Lecture 04: Introduction to Multiprocessing

New system call: fork
- The reason that the parent and its child get different return values from fork is twofold:
  - It differentiates them. It is almost a certainty that the parent and child will have different objectives after the fork, and it is useful for a process to know whether it is the parent or the child.
  - It is useful for the parent to know its child's pid. There is no other way for a parent to easily get its children's process ids (if a child wants to get its parent's pid, it can call getppid)
- Here's a simple program that knows how to spawn new processes. It uses the system calls fork, getpid, and getppid. The full program can be viewed right here.

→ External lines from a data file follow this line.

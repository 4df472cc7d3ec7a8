//! Evaluation of a secondary value: value plus per-channel Gaussian errors.
//!
//! One call runs in four steps:
//! 1. resolve a binding for every free symbol (explicit > dependency > default)
//! 2. determine the broadcast length shared by all array-valued entries
//! 3. evaluate the formula over the resolved value columns
//! 4. for every error channel, sum the squared `df/ds * error_s` terms and
//!    take the square root

use super::error::{PropagationError, PropagationResult};
use super::secondary::SecondaryValue;
use super::types::{Binding, Bindings, DependencyResult, DependencyResults, Estimate, Value};
use crate::expr::Columns;
use nalgebra::DVector;
use std::borrow::Cow;
use std::collections::BTreeMap;
use tracing::{debug, trace};

/// The full outcome of evaluating one node of the dependency tree.
pub(crate) struct Evaluation {
    pub estimate: Estimate,
    pub dependencies: DependencyResults,
}

type Resolved<'a> = BTreeMap<&'a str, Cow<'a, Binding>>;

/// Evaluate `node` for `bindings`.
///
/// `bindings` must already be validated against the node's accepted symbols.
pub(crate) fn evaluate(node: &SecondaryValue, bindings: &Bindings) -> PropagationResult<Evaluation> {
    let (resolved, dependencies) = resolve_bindings(node, bindings)?;

    let broadcast = broadcast_length(&resolved)?;
    let rows = broadcast.unwrap_or(1);
    let channels = resolved.values().map(|b| b.channels()).max().unwrap_or(0);

    let columns: Columns = resolved
        .iter()
        .map(|(symbol, binding)| (symbol.to_string(), binding.value().to_column(rows)))
        .collect();

    let value = node.backend.substitute(node.prepared.expr(), &columns, rows)?;

    // Each partial derivative is evaluated at most once per call, and only
    // for symbols that carry a nonzero error on some channel.
    let mut derivative_columns: BTreeMap<&str, DVector<f64>> = BTreeMap::new();
    let mut errors = Vec::with_capacity(channels);

    for channel in 1..=channels {
        let mut sum_of_squares = DVector::<f64>::zeros(rows);

        for (symbol, binding) in &resolved {
            let Some(error) = binding.error(channel) else {
                continue;
            };
            if error.is_zero() {
                continue;
            }

            if !derivative_columns.contains_key(symbol) {
                let derivative = node.prepared.derivative(symbol).ok_or_else(|| {
                    PropagationError::MissingSymbol {
                        symbol: symbol.to_string(),
                    }
                })?;
                let column = node.backend.substitute(derivative, &columns, rows)?;
                derivative_columns.insert(*symbol, column);
            }
            let derivative = &derivative_columns[symbol];

            // A zero error contributes nothing, even where the derivative is not finite
            let term = derivative.zip_map(&error.to_column(rows), |d, e| {
                if e == 0.0 {
                    0.0
                } else {
                    d * e
                }
            });
            sum_of_squares += term.map(|t| t * t);
        }

        errors.push(Value::from_column(sum_of_squares.map(f64::sqrt)));
    }

    debug!(
        formula = %node,
        rows,
        channels,
        dependencies = dependencies.len(),
        "evaluated secondary value"
    );

    Ok(Evaluation {
        estimate: Estimate::new(Value::from_column(value), errors),
        dependencies,
    })
}

/// Pick the binding of every free symbol, evaluating dependencies that were
/// not overridden by the caller.
fn resolve_bindings<'a>(
    node: &'a SecondaryValue,
    bindings: &'a Bindings,
) -> PropagationResult<(Resolved<'a>, DependencyResults)> {
    let mut resolved = Resolved::new();
    let mut dependency_results = DependencyResults::new();

    for symbol in node.prepared.symbols() {
        let symbol = symbol.as_str();

        let binding = if let Some(explicit) = bindings.get(symbol) {
            Cow::Borrowed(explicit)
        } else if let Some(dependency) = node.dependencies.get(symbol) {
            trace!(symbol, formula = %dependency, "evaluating dependency");
            let forwarded = bindings.restricted_to(dependency.accepted_symbols());
            let nested = evaluate(dependency, &forwarded)?;
            let binding = Binding::from(&nested.estimate);
            dependency_results.insert(
                symbol.to_string(),
                DependencyResult {
                    estimate: nested.estimate,
                    dependencies: nested.dependencies,
                },
            );
            Cow::Owned(binding)
        } else if let Some(default) = node.defaults.get(symbol) {
            Cow::Borrowed(default)
        } else {
            return Err(PropagationError::MissingSymbol {
                symbol: symbol.to_string(),
            });
        };

        resolved.insert(symbol, binding);
    }

    Ok((resolved, dependency_results))
}

/// The common length of every array-valued entry, `None` if all are scalars.
fn broadcast_length(resolved: &Resolved<'_>) -> PropagationResult<Option<usize>> {
    let mut length = None;

    for (symbol, binding) in resolved {
        for entry in binding.entries() {
            let Some(found) = entry.array_len() else {
                continue;
            };
            match length {
                None => length = Some(found),
                Some(expected) if expected != found => {
                    return Err(PropagationError::ShapeMismatch {
                        symbol: symbol.to_string(),
                        expected,
                        found,
                    });
                }
                Some(_) => {}
            }
        }
    }

    Ok(length)
}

int main(int argc, char *argv[]) {
  printf("Greetings from process %d! (parent %d)\n", getpid(), getppid());
  pid_t pid = fork();
  assert(pid >= 0);
  printf("Bye-bye from process %d! (parent %d)\n", getpid(), getppid());
  return 0;
}

Lecture 04: Introduction to Multiprocessing

Here is the output of two consecutive runs of the program:

myth60$ ./basic-fork 
Greetings from process 29686! (parent 29351)
Bye-bye from process 29686! (parent 29351)
Bye-bye from process 29687! (parent 29686)

myth60$ ./basic-fork 
Greetings from process 29688! (parent 29351)
Bye-bye from process 29688! (parent 29351)
Bye-bye from process 29689! (parent 29688

There are a couple of things to note about this program:
- The original process has a parent, which is the shell -- that is the program that you run in the terminal.
- The ordering of the parent and child output is nondeterministic. Sometimes the parent prints first, and sometimes the child prints first.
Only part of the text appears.